Refinement of approach to SMRs after studies and competitionLessons learned from 2016 SMR competition : a two pathway approach
Advanced Modular Reactor (AMR) Programme
• The AMR Programme will make up to £44 million available to advanced reactor development over the next 3 years.
• The aim of this programme is to assess the feasibility of innovative reactor projects and to accelerate development of promising designs.
• Over 20 organisation submitted proposals for Phase One of the AMR Programme. Included metal cooled FRs, MSRs and HTR proposals.
• All HTR entrants are TRISO fuelled, with He primary coolant.
• All participants have now met with BEIS officials and UK nuclear regulators to outline assessment criteria. Work on the feasibility studies is now on-going. Final reports will be submitted at the end of the year.
• Phase 2 (2019-21) is proposed a phase where grants of c.£10m may be offered to promising reactor proposals to help accelerate technology development.
UK Fusion R&D
• The UKAEA manages the UK’s fusion research programme at the CulhamCentre for Fusion Energy (CCFE), one of the world’s leading fusion research laboratories.
• UKAEA operates the world’s largest fusion experiment, the Joint European Torus (JET), on behalf of EUROfusion - which co-ordinates all members of the EU fusion programme. MAST (Mega-Amp Spherical Tokamak) is the UK’s spherical tokamak, an innovative type of fusion reactor.
• The MAST upgrade has just been completed and represents the largest investment in one scientific experiment in the UK in decades, further cementing UKAEA’s place at the forefront of world-wide fusion research.

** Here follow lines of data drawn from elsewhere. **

impl VideoWriter {
    /// Open `path` and write the container header.
    ///
    /// With `codec = None` the codec follows the extension, falling back to
    /// MPEG-4 when this FFmpeg build has no H.264 encoder.
    ///
    /// # Errors
    ///
    /// [`ReframeError::EncodeFailure`] for odd frame sizes with a 4:2:0
    /// codec, a missing encoder, or any FFmpeg setup failure.
    pub fn create(
        path: &Path,
        width: u32,
        height: u32,
        fps: f64,
        codec: Option<VideoCodec>,
    ) -> Result<Self, ReframeError> {
        crate::codec::init(path, Direction::Encode)?;

        let (codec, encoder_codec) = match codec {
            Some(codec) => {
                let found = ffmpeg_next::encoder::find(codec.to_codec_id()).ok_or_else(|| {
                    encode_failure(path, format!("codec {codec:?} not available"))
                })?;
                (codec, found)
            }
            None => {
                let preferred = VideoCodec::for_path(path);
                match ffmpeg_next::encoder::find(preferred.to_codec_id()) {
                    Some(found) => (preferred, found),
                    None => {
                        log::warn!("No {preferred:?} encoder in this FFmpeg build, using MPEG-4");
                        let found = ffmpeg_next::encoder::find(Id::MPEG4).ok_or_else(|| {
                            encode_failure(path, "no MPEG-4 encoder available")
                        })?;
                        (VideoCodec::Mpeg4, found)
                    }
                }
            }
        };

        if codec.requires_even_dimensions() && (width % 2 != 0 || height % 2 != 0) {
            return Err(encode_failure(
                path,
                format!(
                    "{codec:?} needs even frame dimensions, got {width}x{height}; \
                     add one pixel of padding to the odd side"
                ),
            ));
        }

        let target_pixel = codec.input_pixel_format();
        let frame_rate = Rational::from(fps);
        let encoder_time_base = frame_rate.invert();

        let mut output = ffmpeg_next::format::output(path)
            .map_err(|e| encode_failure(path, format!("cannot open output: {e}")))?;

        let needs_global_header = output.format().flags().contains(FormatFlags::GLOBAL_HEADER);

        let mut stream = output
            .add_stream(encoder_codec)
            .map_err(|e| encode_failure(path, format!("cannot add stream: {e}")))?;
        let stream_index = stream.index();

        let mut encoder = CodecContext::from_parameters(stream.parameters())
            .and_then(|context| context.encoder().video())
            .map_err(|e| encode_failure(path, format!("cannot create video encoder: {e}")))?;

        encoder.set_width(width);
        encoder.set_height(height);
        encoder.set_format(target_pixel);
        encoder.set_time_base(encoder_time_base);
        encoder.set_frame_rate(Some(frame_rate));

        if needs_global_header {
            unsafe {
                (*encoder.as_mut_ptr()).flags |=
                    ffmpeg_sys_next::AV_CODEC_FLAG_GLOBAL_HEADER as i32;
            }
        }

        let encoder = encoder
            .open_as(encoder_codec)
            .map_err(|e| encode_failure(path, format!("cannot open {codec:?} encoder: {e}")))?;
        stream.set_parameters(&encoder);

        output
            .write_header()
            .map_err(|e| encode_failure(path, format!("cannot write header: {e}")))?;

        // The muxer may change the stream time base while writing the header.
        let stream_time_base = output
            .stream(stream_index)
            .map(|stream| stream.time_base())
            .ok_or_else(|| encode_failure(path, "output stream disappeared"))?;

        let scaler = ScalingContext::get(
            Pixel::RGB24,
            width,
            height,
            target_pixel,
            width,
            height,
            ScalingFlags::BILINEAR,
        )
        .map_err(|e| encode_failure(path, format!("cannot create scaler: {e}")))?;

        log::debug!(
            "Writing video {} ({width}x{height}, {codec:?}, {fps} fps)",
            path.display()
        );
        Ok(Self {
            path: path.to_path_buf(),
            output,
            encoder,
            scaler,
            stream_index,
            encoder_time_base,
            stream_time_base,
            next_pts: 0,
        })
    }

    fn write_pending_packets(&mut self) -> Result<(), ReframeError> {
        let mut packet = Packet::empty();
        while self.encoder.receive_packet(&mut packet).is_ok() {
            packet.set_stream(self.stream_index);
            packet.rescale_ts(self.encoder_time_base, self.stream_time_base);
            packet
                .write_interleaved(&mut self.output)
                .map_err(|e| encode_failure(&self.path, format!("write packet failed: {e}")))?;
        }
        Ok(())
    }
}

impl FrameEncoder for VideoWriter {
    fn push(&mut self, frame: &Frame) -> Result<(), ReframeError> {
        let source = buffer_to_rgb_frame(frame);
        let mut scaled = VideoFrame::empty();
        self.scaler
            .run(&source, &mut scaled)
            .map_err(|e| encode_failure(&self.path, format!("scaling failed: {e}")))?;

        scaled.set_pts(Some(self.next_pts));
        self.next_pts += 1;

        self.encoder
            .send_frame(&scaled)
            .map_err(|e| encode_failure(&self.path, format!("send_frame failed: {e}")))?;
        self.write_pending_packets()
    }

    fn finish(mut self: Box<Self>) -> Result<PathBuf, ReframeError> {
        self.encoder
            .send_eof()
            .map_err(|e| encode_failure(&self.path, format!("send_eof failed: {e}")))?;
        self.write_pending_packets()?;
        self.output
            .write_trailer()
            .map_err(|e| encode_failure(&self.path, format!("cannot write trailer: {e}")))?;
        Ok(self.path)
    }
}

/// Writes the frame sequence to one or more output files.
///
/// An encoder left unfinished when the sink is dropped (because the run
/// failed) has its partial file removed.
pub struct FrameSink {
    output: OutputSpec,
    base_path: PathBuf,
    dimensions: Option<(u32, u32)>,
    current: Option<(PathBuf, Box<dyn FrameEncoder>)>,
    outputs: Vec<PathBuf>,
    frames_written: u64,
}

• In December 2017, UK Government announced a further £86M of funding for UKAEA’s National Fusion Technology Platform, comprising two new facilities (H3AT and FTF) due to open in 2020
UK Fusion R&D – Impact of EU Exit
• The UK is exploring association to the Euratom Research and Training Programme and the EU’s Joint Undertaking for ITER, Fusion for Energy, as part of a Science and Innovation Accord with the EU. This will allow us to continue our mutually beneficial partnership on this transformative area of research.
• The UK wants to discuss all potential options for how collaboration on nuclear issues, including nuclear research and training, could be taken forward, including the major fusion collaborations at Joint European Torus (JET) and International Thermonuclear Experimental Reactor (ITER).
• The provisions in the draft Withdrawal Agreement mean that UK entities will continue to have the right to participate in and bid for funding in current EU programmes, including Euratom Research and Training, until 2020, and to receive EU funding for the lifetime of the projects.